Évidemment, pour qu'un tel monde futuriste puisse avoir l'air aussi réel qu'une possible réalité à nos yeux, cela nécessite un travail esthétique des plus solides ; sous peine de virer à un résultat totalement  ringard. Or, comment faire un film aussi ambitieux qu'un blockbuster hollywoodien à 150 millions de dollars lorsque le budget investi équivaut à peine à celui d'un épisode de Joséphine Ange-Gardien ? Armé de son petit million d'euros, c'est précisément ce que Guy-Roger Duvert est parvenu à démontrer en compensant ce manque évident de moyens par une ingéniosité de chaque instant, une créativité bouillonnante et un talent hors-norme. La grande force de Virtual Revolution réside ainsi dans le fait qu'il n'essaie jamais d'en faire trop. Bien conscient de limites imposées par son manque de budget, le cinéaste a su faire les choix stratégiques et les sacrifices nécessaires pour mener à bien son projet. Cela se ressent parfois dans l'écriture de quelques passages et dans certains partis pris de mise en scène (notamment avec ces séquences dialoguées un peu statiques), mais jamais au point d'altérer véritablement l'immersion du spectateur.  Et si Guy-Roger Duvert a été contraint de privilégier la qualité à la quantité (mais est-ce vraiment un mal après tout ?), il faut aussi saluer le travail incroyable réalisé par les techniciens. Des costumes confectionnés par Mathilde Fontaine et Rosalida Medina (qui s'adaptent aux caractéristiques des différents personnages et univers de manière recherchée et variée) en passant par la photographie de Cyril Bron (parvenu à doter d'une identité visuelle unique chacun des mondes), jusqu'aux effets spéciaux supervisés par Matt Hoffman (omniprésents sans être indigestes), le résultat est tout bonnement remarquable. Surtout s'agissant d'un film dont le budget est 150 fois inférieur à celui d'un Transformers.

 

Évoquant Game of Thrones et les univers fantastiques de Tolkien sublimés par Peter Jackson (avec un clin d’œil évident à Assassin's Creed), le monde "heroic fantasy" – qui peut se voir comme un prolongement du précédent court-métrage de Guy-Roger Duvert, Cassandra – surprend d'entrée avec ce plan (bref mais intense) sur un dragon médiéval du plus bel effet et ses décors naturels sublimés par une utilisation savante des jeux de lumières. L'autre monde "post-apocalyptique" n'est pas en reste avec son ambiance à cheval entre le Robocop de Paul Verhoeven – notamment lors du passage avec ce robot géant évoquant le fameux ED-209 – et les films de Neill Blomkamp (District 9, Elysium, Chappie).

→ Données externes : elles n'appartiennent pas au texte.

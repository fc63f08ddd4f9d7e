use std::{net::SocketAddr, sync::Arc};

use anyhow::{bail, Context};
use broker::MqttBroker;
use coordinator::{
    album::{AlbumSource, ImmichAlbumClient},
    Coordinator,
};
use storage::Storage;
use tokio::sync::watch;
use tracing::{error, info, warn};
use tracing_subscriber::EnvFilter;

mod api;
mod config;

use api::{build_router, AppState};
use config::{load_settings, prepare_database_url};

#[tokio::main]
async fn main() -> anyhow::Result<()> {
    tracing_subscriber::fmt()
        .with_env_filter(
            EnvFilter::try_from_default_env().unwrap_or_else(|_| EnvFilter::new("info")),
        )
        .init();

    let settings = load_settings()?;
    let database_url = prepare_database_url(&settings.database_url)?;
    let storage = Storage::new(&database_url).await.map_err(|error| {
        error!(
            %database_url,
            %error,
            "failed to open SQLite database; verify parent directory exists and permissions are correct"
        );
        error
    })?;
    let albums: Arc<dyn AlbumSource> = Arc::new(
        ImmichAlbumClient::with_timeout(
            &settings.album_api_url,
            settings.album_api_key.clone(),
            settings.album_timeout(),
        )
        .context("invalid album api url")?,
    );

    let (broker, events, pump) = MqttBroker::connect(&settings.mqtt_config());
    let coordinator = Coordinator::new(
        Arc::new(storage.clone()),
        Arc::new(broker.clone()),
        Arc::clone(&albums),
        settings.coordinator_settings(),
    );

    let (shutdown_tx, shutdown_rx) = watch::channel(false);
    let mut coordinator_task = tokio::spawn(coordinator.run(events, shutdown_rx.clone()));

    let app = build_router(Arc::new(AppState { storage, albums }));
    let addr: SocketAddr = settings
        .http_bind
        .parse()
        .with_context(|| format!("invalid http_bind '{}'", settings.http_bind))?;
    let listener = tokio::net::TcpListener::bind(addr).await?;
    info!(%addr, "http listening");
    let mut http_shutdown = shutdown_rx;
    let http_task = tokio::spawn(async move {
        axum::serve(listener, app)
            .with_graceful_shutdown(async move {
                let _ = http_shutdown.wait_for(|stop| *stop).await;
            })
            .await
    });

    tokio::select! {
        signal = tokio::signal::ctrl_c() => {
            signal.context("failed to listen for shutdown signal")?;
            info!("shutdown requested");
        }
        joined = &mut coordinator_task => {
            let _ = shutdown_tx.send(true);
            joined.context("coordinator task panicked")??;
            bail!("coordinator loop stopped unexpectedly");
        }
    }

    let _ = shutdown_tx.send(true);
    coordinator_task
        .await
        .context("coordinator task panicked")??;
    http_task.await.context("http task panicked")??;

    if let Err(error) = broker.disconnect().await {
        warn!(%error, "mqtt disconnect failed");
    }
    pump.abort();
    info!("server stopped");
    Ok(())
}
use std::time::Duration;

use async_trait::async_trait;
use rumqttc::{AsyncClient, ClientError, Event, EventLoop, MqttOptions, Packet, QoS};
use tokio::{sync::mpsc, task::JoinHandle};
use tracing::{debug, info, warn};

use crate::{Broker, BrokerError, BrokerEvent, Qos, EVENT_CHANNEL_CAPACITY};

const REQUEST_CHANNEL_CAPACITY: usize = 256;

#[derive(Debug, Clone)]
pub struct MqttConfig {
    pub client_id: String,
    pub host: String,
    pub port: u16,
    pub username: Option<String>,
    pub password: Option<String>,
    pub keep_alive: Duration,
    pub reconnect_delay: Duration,
}

impl MqttConfig {
    pub fn new(client_id: impl Into<String>, host: impl Into<String>, port: u16) -> Self {
        Self {
            client_id: client_id.into(),
            host: host.into(),
            port,
            username: None,
            password: None,
            keep_alive: Duration::from_secs(60),
            reconnect_delay: Duration::from_secs(2),
        }
    }

    fn options(&self) -> MqttOptions {
        let mut options = MqttOptions::new(&self.client_id, &self.host, self.port);
        options.set_keep_alive(self.keep_alive);
        options.set_clean_session(true);
        if let Some(username) = &self.username {
            options.set_credentials(username, self.password.as_deref().unwrap_or_default());
        }
        options
    }
}

#[derive(Clone)]
pub struct MqttBroker {
    client: AsyncClient,
}

impl MqttBroker {
    /// Starts the connection. The returned task keeps polling the MQTT event
    /// loop (reconnecting after `reconnect_delay`) and forwards connection
    /// edges and inbound publishes until the receiver is dropped.
    pub fn connect(config: &MqttConfig) -> (Self, mpsc::Receiver<BrokerEvent>, JoinHandle<()>) {
        let (client, eventloop) = AsyncClient::new(config.options(), REQUEST_CHANNEL_CAPACITY);
        let (events_tx, events_rx) = mpsc::channel(EVENT_CHANNEL_CAPACITY);
        info!(host = %config.host, port = config.port, client_id = %config.client_id, "connecting to mqtt broker");
        let pump = tokio::spawn(pump_events(eventloop, events_tx, config.reconnect_delay));
        (Self { client }, events_rx, pump)
    }

    pub async fn disconnect(&self) -> Result<(), BrokerError> {
        self.client
            .try_disconnect()
            .map_err(|error| request_error("disconnect", "", error))
    }
}

/// Requests are queued without waiting. While the connection is down the
/// event loop stops draining the queue, so a full queue fails the call
/// instead of parking the caller until the broker returns.
fn request_error(operation: &'static str, topic: &str, error: ClientError) -> BrokerError {
    match error {
        ClientError::TryRequest(_) => BrokerError::Backlogged {
            operation,
            topic: topic.to_string(),
        },
        other => BrokerError::Closed(other.to_string()),
    }
}

#[async_trait]
impl Broker for MqttBroker {
    async fn subscribe(&self, filter: &str) -> Result<(), BrokerError> {
        self.client
            .try_subscribe(filter, QoS::AtLeastOnce)
            .map_err(|error| request_error("subscribe", filter, error))
    }

    async fn publish(&self, topic: &str, payload: Vec<u8>, qos: Qos) -> Result<(), BrokerError> {
        let qos = match qos {
            Qos::AtMostOnce => QoS::AtMostOnce,
            Qos::AtLeastOnce => QoS::AtLeastOnce,
        };
        self.client
            .try_publish(topic, qos, false, payload)
            .map_err(|error| request_error("publish", topic, error))
    }
}

async fn pump_events(
    mut eventloop: EventLoop,
    events: mpsc::Sender<BrokerEvent>,
    reconnect_delay: Duration,
) {
    let mut connected = false;
    loop {
        let event = match eventloop.poll().await {
            Ok(Event::Incoming(Packet::ConnAck(ack))) => {
                info!(code = ?ack.code, "mqtt session established");
                connected = true;
                Some(BrokerEvent::Connected)
            }
            Ok(Event::Incoming(Packet::Publish(publish))) => Some(BrokerEvent::Message {
                topic: publish.topic,
                payload: publish.payload.to_vec(),
            }),
            Ok(_) => None,
            Err(error) => {
                let edge = if connected {
                    warn!(%error, "mqtt connection lost");
                    Some(BrokerEvent::Disconnected)
                } else {
                    debug!(%error, "mqtt connection attempt failed");
                    None
                };
                connected = false;
                tokio::time::sleep(reconnect_delay).await;
                edge
            }
        };

        if let Some(event) = event {
            if events.send(event).await.is_err() {
                debug!("broker event receiver dropped; stopping mqtt pump");
                break;
            }
        }
    }
}

#[cfg(test)]
#[path = "tests/mqtt_tests.rs"]
mod tests;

Certains regretteront sans doute le côté résolument guerrier et barbare des deux seuls mondes virtuels présentés (entretenant ainsi indirectement la sempiternelle critique sur la violence des jeux-vidéo) ; et il est exact que c'est une vision un peu réductrice (Les Sims en est un bon contre-exemple). Mais s'agissant d'un film de 90 minutes, des choix s'imposaient ; et force de constater que des jeux comme Warcraft ou Deux Ex sont assez représentatifs des préférences de joueurs en ligne. Le Paris futuriste de 2047 n'est pas en reste non plus avec ses ruelles sombres et poisseuses, sa pluie incessante et ses immeubles imposants qui lui confèrent une ambiance ténébreuse et pesante à la Blade Runner ; dont l'influence est évidente (et totalement assumée par Guy-Roger Duvert). En même temps, quelle meilleure inspiration que Ridley Scott – le grand maître du Tech Noir (avec le James Cameron de Terminator, dont le nightclub a donné son nom au genre) – pour mettre en images cette histoire entre science-fiction et film noir ? De manière plus générale, le long-métrage évoque toute l'imagerie cyberpunk initiée par William Gibson (auteur du roman fondateur Neuromancien, et de Johnny Mnemonic) : Ghost in the Shell, Avalon, eXistenZ, Total Recall ou encore Strange Days.

 

Guy-Roger Duvert

 

Bien qu'il s’inscrive au sein d’un univers ultra-référencé, le film de Guy-Roger Duvert parvient toutefois à faire preuve d’originalité par rapport à ses modèles. Contrairement à Matrix ou Passé Virtuel, les protagonistes de Virtual Revolution ne sont donc pas manipulés par une entité supérieure (humaine ou robotique). Au contraire, c'est en leur âme et conscience que les individus se connectent continuellement aux réseaux de ce Paris futuriste. Lorsque le réel devient trop morose, grande est la tentation de s'évader vers ces nouveaux paradis artificiels. Le héros du film se réfugie d'ailleurs régulièrement dans ce monde médiéval idyllique afin de retrouver sens à son existence et source d'épanouissement ; ce que ne semble plus lui apporter une réalité imparfaite et frustrante. Cette fuite vers le virtuel – même si le plus grand nombre semble s'en satisfaire (75 % des gens ici) – n'en demeure pas moins une sorte d'asservissement volontaire du peuple. Et quel meilleur système de contrôle des masses que celui qu'elles s'imposent elles-mêmes ? Bien conscient de ce fait, les élites dirigeantes ont d'ailleurs ici mis en place un revenu universel – un sujet de plus en plus d'actualité – qui encourage cette auto-dépendance des humains envers les nouvelles technologies ; n'ayant même plus besoin de travailler pour subvenir à leur besoin vitaux, quitte à ressembler aux obèses assistés du tristement prophétique Wall-E. Avec la robotisation croissante d'un certain nombre de métiers, la place omniprésente prise par les réseaux sociaux dans nos vies – terribles images de ces gens qui partagent la même table mais ont tous les yeux rivés sur leur écran – et la façon dont un simple jeu-vidéo – l'addictif Pokémon GO par exemple – peut pousser notre génération hyper connectée à des actes insensés, la situation décrite ici est vraiment loin d'être farfelue. En restant connecté au virtuel, le peuple se déconnecte progressivement d'une réalité que les puissants peuvent alors diriger à leur guise ; sans révolte ni violence. Ou presque.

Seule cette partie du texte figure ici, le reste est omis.